Problem description.
Reproduce each line of the entries that carries "most".

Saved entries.
------------------------------------

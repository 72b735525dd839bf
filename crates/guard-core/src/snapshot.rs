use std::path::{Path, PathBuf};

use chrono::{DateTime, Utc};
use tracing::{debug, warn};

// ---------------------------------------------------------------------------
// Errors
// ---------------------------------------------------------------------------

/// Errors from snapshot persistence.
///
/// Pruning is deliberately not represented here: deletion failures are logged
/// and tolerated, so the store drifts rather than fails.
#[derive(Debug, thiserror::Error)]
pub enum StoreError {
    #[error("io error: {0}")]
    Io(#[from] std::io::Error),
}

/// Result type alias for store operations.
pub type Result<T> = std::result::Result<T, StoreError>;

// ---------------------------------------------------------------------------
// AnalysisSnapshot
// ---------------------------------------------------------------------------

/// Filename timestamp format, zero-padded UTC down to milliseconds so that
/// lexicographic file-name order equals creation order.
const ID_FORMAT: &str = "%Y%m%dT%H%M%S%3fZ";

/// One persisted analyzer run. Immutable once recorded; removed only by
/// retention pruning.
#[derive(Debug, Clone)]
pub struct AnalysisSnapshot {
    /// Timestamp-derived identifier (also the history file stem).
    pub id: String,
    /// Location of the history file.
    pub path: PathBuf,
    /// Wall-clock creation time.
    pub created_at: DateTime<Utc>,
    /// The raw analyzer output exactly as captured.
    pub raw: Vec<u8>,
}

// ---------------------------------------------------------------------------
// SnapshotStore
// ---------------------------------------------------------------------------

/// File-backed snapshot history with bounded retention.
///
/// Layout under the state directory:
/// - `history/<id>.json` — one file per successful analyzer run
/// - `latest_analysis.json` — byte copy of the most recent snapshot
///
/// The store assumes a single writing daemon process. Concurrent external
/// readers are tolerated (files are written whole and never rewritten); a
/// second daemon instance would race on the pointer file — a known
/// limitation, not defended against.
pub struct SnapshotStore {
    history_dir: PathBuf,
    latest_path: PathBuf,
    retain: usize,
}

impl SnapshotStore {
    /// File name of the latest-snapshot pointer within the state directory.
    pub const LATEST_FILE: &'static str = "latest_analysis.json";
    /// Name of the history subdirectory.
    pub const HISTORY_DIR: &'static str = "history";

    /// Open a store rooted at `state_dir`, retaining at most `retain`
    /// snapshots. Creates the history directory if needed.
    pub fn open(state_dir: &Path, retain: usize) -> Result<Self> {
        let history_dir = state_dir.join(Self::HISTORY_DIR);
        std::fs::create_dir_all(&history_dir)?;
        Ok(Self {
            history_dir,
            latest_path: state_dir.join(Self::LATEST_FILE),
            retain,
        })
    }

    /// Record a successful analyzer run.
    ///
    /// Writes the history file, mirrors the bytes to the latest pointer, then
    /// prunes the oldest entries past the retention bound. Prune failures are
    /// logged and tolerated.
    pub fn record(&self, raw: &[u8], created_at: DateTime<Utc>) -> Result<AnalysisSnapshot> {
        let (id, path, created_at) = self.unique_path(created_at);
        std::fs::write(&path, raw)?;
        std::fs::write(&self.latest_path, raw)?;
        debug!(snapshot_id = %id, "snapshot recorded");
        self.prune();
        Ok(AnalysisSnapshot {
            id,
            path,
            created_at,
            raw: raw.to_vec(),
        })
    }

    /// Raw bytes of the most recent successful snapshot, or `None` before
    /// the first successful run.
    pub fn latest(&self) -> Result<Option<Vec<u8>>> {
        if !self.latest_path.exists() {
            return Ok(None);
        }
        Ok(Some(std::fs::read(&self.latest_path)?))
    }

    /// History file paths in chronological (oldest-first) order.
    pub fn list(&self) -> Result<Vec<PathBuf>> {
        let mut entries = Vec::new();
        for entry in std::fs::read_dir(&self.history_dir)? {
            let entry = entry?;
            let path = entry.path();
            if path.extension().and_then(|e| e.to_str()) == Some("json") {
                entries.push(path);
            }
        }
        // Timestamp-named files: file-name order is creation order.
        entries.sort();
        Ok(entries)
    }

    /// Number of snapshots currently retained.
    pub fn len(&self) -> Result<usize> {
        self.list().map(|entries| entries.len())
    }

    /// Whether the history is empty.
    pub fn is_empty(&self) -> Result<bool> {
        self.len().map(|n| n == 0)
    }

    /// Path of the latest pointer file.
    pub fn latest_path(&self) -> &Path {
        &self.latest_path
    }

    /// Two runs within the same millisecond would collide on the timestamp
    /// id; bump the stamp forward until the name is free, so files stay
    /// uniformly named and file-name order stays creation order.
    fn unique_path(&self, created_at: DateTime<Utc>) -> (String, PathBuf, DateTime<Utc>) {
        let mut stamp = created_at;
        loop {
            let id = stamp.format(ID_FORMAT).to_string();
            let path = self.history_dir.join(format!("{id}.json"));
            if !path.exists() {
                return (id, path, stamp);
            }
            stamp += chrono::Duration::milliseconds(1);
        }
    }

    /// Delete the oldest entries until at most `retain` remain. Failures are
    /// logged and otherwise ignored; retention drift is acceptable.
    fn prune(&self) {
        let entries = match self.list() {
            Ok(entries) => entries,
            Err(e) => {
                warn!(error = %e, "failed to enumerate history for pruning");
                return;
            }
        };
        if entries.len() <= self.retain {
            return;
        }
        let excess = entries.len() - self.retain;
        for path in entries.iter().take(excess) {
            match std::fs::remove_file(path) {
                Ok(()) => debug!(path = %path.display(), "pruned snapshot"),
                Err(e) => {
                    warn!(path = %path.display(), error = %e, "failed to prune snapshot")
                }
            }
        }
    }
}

------------------------------------

Exercise response.
/// - `latest_analysis.json` — byte copy of the most recent snapshot
    /// Open a store rooted at `state_dir`, retaining at most `retain`
    /// Raw bytes of the most recent successful snapshot, or `None` before
    /// Delete the oldest entries until at most `retain` remain. Failures are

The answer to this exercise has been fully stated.